Your ultimate question is super common, but your situation is quite interesting. I’m a little jealous of the puzzle. I’d feel bad for disallowing it, just know that most questions you’ll have this early can be researched.

First off, there’s a much easier way to determine orientation. By comparing the forward, right, and up directions of the cube to the forward, right, and up directions of world space, you could learn all of this sought orientation data. It’s not that your idea is invalid, but it is much more complicated than it needs to be.

Also, the direction comparison approach would not involve communication among several discrete scripts, or any problems that might arise from the strings being sent in an unexpected order. It only requires a comparison among possible combinations of orientations. It could also detect the “nearest match” to a “perfect” orientation and allow the cube to “snap” to that best match orientation if granular movement is allowed. All around, it’s a superior option.

On to your question, which might serve as an opportunity to learn something worth knowing: Each of the four triggers needs to know the game controller instance. In their script, they need a variable whose type is the type of the game controller.
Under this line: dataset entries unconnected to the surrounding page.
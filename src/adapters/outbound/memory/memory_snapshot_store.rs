use crate::ports::outbound::SnapshotStore;
use crate::shared::error::WatchError;
use crate::shared::Result;
use crate::stress_snapshot::services::SnapshotParser;
use crate::stress_snapshot::SNAPSHOT_KEY;
use async_trait::async_trait;
use dashmap::DashMap;
use std::path::Path;

/// MemorySnapshotStore adapter keeping values in a concurrent map
///
/// Used to preview the dashboard without a KV service: the map is filled
/// once at startup and only read afterwards.
pub struct MemorySnapshotStore {
    entries: DashMap<String, String>,
}

impl MemorySnapshotStore {
    /// Creates an empty store; every read reports the key as absent
    pub fn new() -> Self {
        Self {
            entries: DashMap::new(),
        }
    }

    /// Adds an entry while building the store
    pub fn with_entry(self, key: &str, value: &str) -> Self {
        self.entries.insert(key.to_string(), value.to_string());
        self
    }

    /// Loads a snapshot file and stores it under the snapshot key
    ///
    /// The file is validated here, when it is written into the store, so
    /// the dashboard never receives a payload it cannot parse.
    ///
    /// # Errors
    /// Returns an error if the file cannot be read or is not a snapshot object
    pub fn from_seed_file(path: &Path) -> Result<Self> {
        let content = std::fs::read_to_string(path).map_err(|e| WatchError::SeedFileError {
            path: path.to_path_buf(),
            details: e.to_string(),
        })?;

        SnapshotParser::parse(&content).map_err(|e| WatchError::SeedFileError {
            path: path.to_path_buf(),
            details: e.to_string(),
        })?;

        tracing::info!(path = %path.display(), key = SNAPSHOT_KEY, "seeded in-memory snapshot store");
        Ok(Self::new().with_entry(SNAPSHOT_KEY, &content))
    }

    pub fn len(&self) -> usize {
        self.entries.len()
    }

    pub fn is_empty(&self) -> bool {
        self.entries.is_empty()
    }
}

impl Default for MemorySnapshotStore {
    fn default() -> Self {
        Self::new()
    }
}

#[async_trait]
impl SnapshotStore for MemorySnapshotStore {
    async fn get(&self, key: &str) -> Result<Option<String>> {
        Ok(self.entries.get(key).map(|entry| entry.value().clone()))
    }
}
use std::fmt;
use std::path::PathBuf;
use thiserror::Error;

/// Exit codes for the CLI application.
///
/// These codes allow cron jobs and CI systems to distinguish a healthy
/// snapshot from one that crossed the alert threshold or could not be read.
#[derive(Debug, Clone, Copy, PartialEq, Eq)]
#[repr(i32)]
pub enum ExitCode {
    /// Success - snapshot loaded, breach count below threshold (or no threshold)
    Success = 0,
    /// Breach count reached the configured alert threshold
    BreachesDetected = 1,
    /// Invalid command-line arguments (clap parsing errors)
    InvalidArguments = 2,
    /// Application error (config error, store error, network error, file I/O error, etc.)
    ApplicationError = 3,
}

impl ExitCode {
    /// Convert to i32 for use with std::process::exit
    pub fn as_i32(self) -> i32 {
        self as i32
    }
}

impl fmt::Display for ExitCode {
    fn fmt(&self, f: &mut fmt::Formatter<'_>) -> fmt::Result {
        match self {
            ExitCode::Success => write!(f, "Success (0)"),
            ExitCode::BreachesDetected => write!(f, "Breaches Detected (1)"),
            ExitCode::InvalidArguments => write!(f, "Invalid Arguments (2)"),
            ExitCode::ApplicationError => write!(f, "Application Error (3)"),
        }
    }
}

/// Application-specific errors for serving and rendering snapshots.
#[derive(Debug, Error)]
pub enum WatchError {
    #[error("Failed to read config file: {path}\nDetails: {details}\n\n💡 Hint: Check that the file exists and is readable")]
    ConfigReadError { path: PathBuf, details: String },

    #[error("Failed to parse config file: {path}\nDetails: {details}\n\n💡 Hint: Ensure the file contains valid YAML syntax")]
    ConfigParseError { path: PathBuf, details: String },

    #[error("Snapshot store is not configured: {reason}\n\n💡 Hint: {hint}")]
    StoreNotConfigured { reason: String, hint: String },

    #[error("Failed to read seed snapshot: {path}\nDetails: {details}\n\n💡 Hint: Point --seed at a JSON snapshot file")]
    SeedFileError { path: PathBuf, details: String },

    #[error("Failed to bind HTTP listener on {addr}\nDetails: {details}\n\n💡 Hint: Check that the address is free or pick another with --bind")]
    BindError { addr: String, details: String },

    #[error("Failed to write to file: {path}\nDetails: {details}\n\n💡 Hint: Please verify that the directory exists and you have write permissions")]
    FileWriteError { path: PathBuf, details: String },

    /// Validation error for configuration values and arguments
    #[error("Validation error: {message}")]
    Validation { message: String },
}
public GameController gameControllerInstance;

void OnTriggerEnter(Collider other) {
  gameControllerInstance.TakeName( other.gameObject.name );
}

The game controller needs a public method which takes a string. It keeps an array of four strings, which hold the names of the four corners. When a fifth call is made to this method, it erases the current four corners and waits for a 6th, 7th, 8th string, populating the array as it goes. Every multiple-of-four times the method is called, it has an array full of unique corner names you can use to determine orientation.